Exercise prompt: List every line below containing "Whether".

*** Materials provided ***

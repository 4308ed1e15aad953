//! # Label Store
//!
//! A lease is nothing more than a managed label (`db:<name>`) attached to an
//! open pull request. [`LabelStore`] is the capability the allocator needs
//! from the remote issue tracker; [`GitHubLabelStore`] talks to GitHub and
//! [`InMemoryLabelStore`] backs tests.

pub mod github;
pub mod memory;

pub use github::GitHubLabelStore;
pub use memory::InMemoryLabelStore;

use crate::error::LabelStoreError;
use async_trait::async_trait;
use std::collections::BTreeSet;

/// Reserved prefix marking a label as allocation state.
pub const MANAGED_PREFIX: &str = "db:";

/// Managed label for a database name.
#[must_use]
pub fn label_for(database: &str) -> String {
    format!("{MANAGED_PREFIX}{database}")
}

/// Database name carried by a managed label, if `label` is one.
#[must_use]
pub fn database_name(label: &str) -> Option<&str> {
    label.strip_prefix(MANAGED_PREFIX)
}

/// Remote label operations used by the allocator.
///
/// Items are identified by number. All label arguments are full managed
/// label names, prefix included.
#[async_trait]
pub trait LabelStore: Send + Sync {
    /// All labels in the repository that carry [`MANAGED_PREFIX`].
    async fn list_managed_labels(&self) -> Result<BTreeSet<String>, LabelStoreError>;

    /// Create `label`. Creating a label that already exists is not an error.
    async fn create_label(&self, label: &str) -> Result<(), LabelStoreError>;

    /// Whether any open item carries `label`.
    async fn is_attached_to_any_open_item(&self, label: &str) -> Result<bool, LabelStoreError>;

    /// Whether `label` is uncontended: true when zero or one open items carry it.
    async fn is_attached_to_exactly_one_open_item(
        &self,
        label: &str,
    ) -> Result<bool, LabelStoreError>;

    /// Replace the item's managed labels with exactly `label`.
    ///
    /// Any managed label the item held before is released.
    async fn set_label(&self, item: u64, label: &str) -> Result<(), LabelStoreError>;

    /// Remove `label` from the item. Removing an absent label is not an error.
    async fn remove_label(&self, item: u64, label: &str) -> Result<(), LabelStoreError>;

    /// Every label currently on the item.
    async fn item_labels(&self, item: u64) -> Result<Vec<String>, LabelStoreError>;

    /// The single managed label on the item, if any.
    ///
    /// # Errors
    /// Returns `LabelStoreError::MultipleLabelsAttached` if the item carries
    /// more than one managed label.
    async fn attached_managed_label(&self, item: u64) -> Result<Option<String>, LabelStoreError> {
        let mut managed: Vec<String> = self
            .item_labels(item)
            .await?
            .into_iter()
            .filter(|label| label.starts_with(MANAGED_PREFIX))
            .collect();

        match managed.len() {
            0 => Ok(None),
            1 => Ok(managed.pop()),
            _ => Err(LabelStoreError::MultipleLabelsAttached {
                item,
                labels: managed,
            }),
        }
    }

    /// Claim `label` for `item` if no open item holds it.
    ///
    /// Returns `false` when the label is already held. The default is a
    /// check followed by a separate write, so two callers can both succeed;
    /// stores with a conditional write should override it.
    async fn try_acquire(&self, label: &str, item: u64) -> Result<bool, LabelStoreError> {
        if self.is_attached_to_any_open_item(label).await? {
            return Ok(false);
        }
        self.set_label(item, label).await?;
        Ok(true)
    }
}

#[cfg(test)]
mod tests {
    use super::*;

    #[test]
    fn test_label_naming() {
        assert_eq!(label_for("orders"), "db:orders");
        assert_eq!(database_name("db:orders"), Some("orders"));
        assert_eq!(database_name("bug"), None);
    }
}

*** End of Materials provided ***
*** Materials provided ***

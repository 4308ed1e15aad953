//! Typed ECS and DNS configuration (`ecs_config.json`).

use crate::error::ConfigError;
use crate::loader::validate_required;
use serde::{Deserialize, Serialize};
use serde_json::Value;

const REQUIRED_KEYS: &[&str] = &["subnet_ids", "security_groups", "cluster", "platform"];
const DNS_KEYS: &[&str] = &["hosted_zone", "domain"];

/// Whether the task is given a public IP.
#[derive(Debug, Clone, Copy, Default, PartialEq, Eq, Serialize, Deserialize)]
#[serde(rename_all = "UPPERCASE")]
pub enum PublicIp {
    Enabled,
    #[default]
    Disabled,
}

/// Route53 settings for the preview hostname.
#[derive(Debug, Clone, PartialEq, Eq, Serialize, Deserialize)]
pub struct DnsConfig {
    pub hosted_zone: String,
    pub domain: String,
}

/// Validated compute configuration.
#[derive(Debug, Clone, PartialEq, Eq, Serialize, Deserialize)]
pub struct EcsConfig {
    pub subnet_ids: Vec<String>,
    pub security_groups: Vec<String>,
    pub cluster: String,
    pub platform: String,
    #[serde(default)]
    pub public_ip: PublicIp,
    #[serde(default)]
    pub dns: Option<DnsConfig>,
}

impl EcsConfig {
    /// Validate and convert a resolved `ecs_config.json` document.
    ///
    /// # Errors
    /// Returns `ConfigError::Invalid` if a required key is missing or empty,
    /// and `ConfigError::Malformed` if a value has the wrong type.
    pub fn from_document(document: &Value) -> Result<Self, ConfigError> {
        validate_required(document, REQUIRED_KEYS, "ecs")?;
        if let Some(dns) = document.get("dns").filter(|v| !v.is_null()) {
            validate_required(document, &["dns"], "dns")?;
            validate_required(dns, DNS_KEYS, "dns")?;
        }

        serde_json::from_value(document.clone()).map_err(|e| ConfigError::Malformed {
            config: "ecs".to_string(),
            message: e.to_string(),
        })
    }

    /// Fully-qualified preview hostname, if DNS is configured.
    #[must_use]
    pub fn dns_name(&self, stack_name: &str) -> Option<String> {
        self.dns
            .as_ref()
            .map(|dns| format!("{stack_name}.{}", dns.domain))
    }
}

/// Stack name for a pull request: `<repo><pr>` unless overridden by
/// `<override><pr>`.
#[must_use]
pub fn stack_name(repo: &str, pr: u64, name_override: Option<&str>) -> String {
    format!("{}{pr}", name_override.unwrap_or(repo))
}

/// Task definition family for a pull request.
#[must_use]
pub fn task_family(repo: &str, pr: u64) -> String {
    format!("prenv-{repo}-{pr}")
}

*** End of Materials provided ***

Answer:
    /// Whether any open item carries `label`.
    /// Whether `label` is uncontended: true when zero or one open items carry it.
/// Whether the task is given a public IP.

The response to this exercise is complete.